I have a problem!!! My established canister filter seems to have crashed and the ammonia levels from the tap water are stressing my fish out pretty badly. I was wondering if anyone in the South Arlington area (or anywhere within 45 minutes really) has some established media or substrate I could use to help get my tank back in shape? 

I recently re-scaped my 75 gallon and added a new filter and I have my old filter and stock in a 40 B, which is the filter that seems to have crashed. The ammonia from the tap is coming out at about 2ppm where I live and I'm not even sure if that's normal or not since I finished transitioning from RO to tap for this tank a couple weeks ago. 

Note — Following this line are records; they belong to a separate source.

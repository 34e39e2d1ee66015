//! Embassy async tasks

pub mod monitor;

pub use monitor::monitor_task;
//! Monitor task
//!
//! Single cooperative loop: UART bytes are assembled into lines and decoded
//! as they arrive, and a frame ticker drives animation and rendering. All
//! state lives on this task's stack.

use defmt::*;
use embassy_futures::select::{select, Either};
use embassy_rp::i2c::{Async, I2c};
use embassy_rp::peripherals::I2C0;
use embassy_rp::uart::BufferedUartRx;
use embassy_time::{Duration, Instant, Ticker};
use embedded_io_async::Read;

use smon_core::{Frame, LinkStatus, Millis, Monitor, XorShift32};
use smon_display::{FrameComposer, GraphicsCanvas};
use smon_protocol::{Line, LineAssembler};

use crate::config;
use crate::sh1106::{FrameBuffer, Sh1106};

/// Buffer size for UART receive
const RX_BUF_SIZE: usize = 64;

/// How often the frame cadence is polled; the monitor gates the real rate
const FRAME_POLL_MS: u64 = 10;

type Display = Sh1106<I2c<'static, I2C0, Async>>;

fn now_ms() -> Millis {
    Instant::now().as_millis()
}

/// Telemetry display task
#[embassy_executor::task]
pub async fn monitor_task(mut rx: BufferedUartRx, mut display: Display, seed: u32) {
    info!("Monitor task started");

    let mut monitor = Monitor::new(XorShift32::new(seed), config::TIMING);
    let composer = FrameComposer::new(config::UART_BAUD);
    let mut canvas = GraphicsCanvas::new(FrameBuffer::new());
    let mut assembler = LineAssembler::new();
    let mut link = LinkStatus::Waiting;

    let mut buf = [0u8; RX_BUF_SIZE];
    let mut ticker = Ticker::every(Duration::from_millis(FRAME_POLL_MS));

    loop {
        match select(rx.read(&mut buf), ticker.next()).await {
            Either::First(Ok(n)) => {
                trace!("RX: {} bytes", n);
                assembler.feed_bytes(&buf[..n], |line| handle_line(&mut monitor, &line));
            }
            Either::First(Err(e)) => {
                warn!("UART read error: {:?}", e);
            }
            Either::Second(()) => {
                let now = now_ms();

                let status = monitor.status(now);
                if status != link {
                    info!("Link {:?} -> {:?}", link, status);
                    link = status;
                }

                let drawn = match monitor.poll_frame(now) {
                    Some(Frame::Waiting) => composer.draw_waiting(&mut canvas).is_ok(),
                    Some(Frame::Dashboard) => {
                        let face = monitor.face(now);
                        composer
                            .draw_dashboard(&mut canvas, monitor.snapshot(), monitor.state(), &face)
                            .is_ok()
                    }
                    None => false,
                };

                if drawn {
                    if let Err(e) = display.flush(canvas.target()).await {
                        warn!("Display flush failed: {:?}", e);
                    }
                }
            }
        }
    }
}

/// Decode one completed line into the monitor
fn handle_line(monitor: &mut Monitor<XorShift32>, line: &Line) {
    let first = monitor.is_waiting();
    match monitor.ingest_line(line.as_bytes(), now_ms()) {
        Ok(()) => {
            if first {
                info!("First telemetry received");
            }
            debug!("Telemetry line decoded ({} bytes)", line.len());
        }
        Err(e) => {
            warn!("Dropped telemetry line ({} bytes): {:?}", line.len(), e);
        }
    }
}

For the time being I am doing daily 40-50% water changes, but I don't think the fish will last very long with the parameters I'm seeing.


----------



## Michael (Jul 20, 2010)

Sorry about the emergency! I'm in east Dallas, not a quick drive for you. We do have some members in south Arlington, but I'm not sure how often they are on the forum. Are you a member of DFW Fishbox? That is a local aquarium forum that might get you a faster reply.


----------



## BruceF (Aug 5, 2011)

Do you have any prime?


----------



## MoldyMayo (May 18, 2015)

Michael said:


> Sorry about the emergency! I'm in east Dallas, not a quick drive for you. We do have some members in south Arlington, but I'm not sure how often they are on the forum. Are you a member of DFW Fishbox? That is a local aquarium forum that might get you a faster reply.


I have not tried there but I may do that later if nobody else seems to have anything on this forum. Thank you for the suggestion.


----------



## MoldyMayo (May 18, 2015)

BruceF said:


> Do you have any prime?


I do have prime and I am using it, but that is only a temporary fix, imo. Overnight the prime will wear off


----------



## CrownMan (Sep 12, 2005)

How much media do you need and what type of media - pads or ceramics? I don't have any cannisters but several aquariums with HOB filters.


----------



## MoldyMayo (May 18, 2015)

CrownMan said:


> How much media do you need and what type of media - pads or ceramics? I don't have any cannisters but several aquariums with HOB filters.


Either form would be amazing! I just want something to put either in my canister or by the intake/sponge filters I have going in the tank. I will PM you!


----------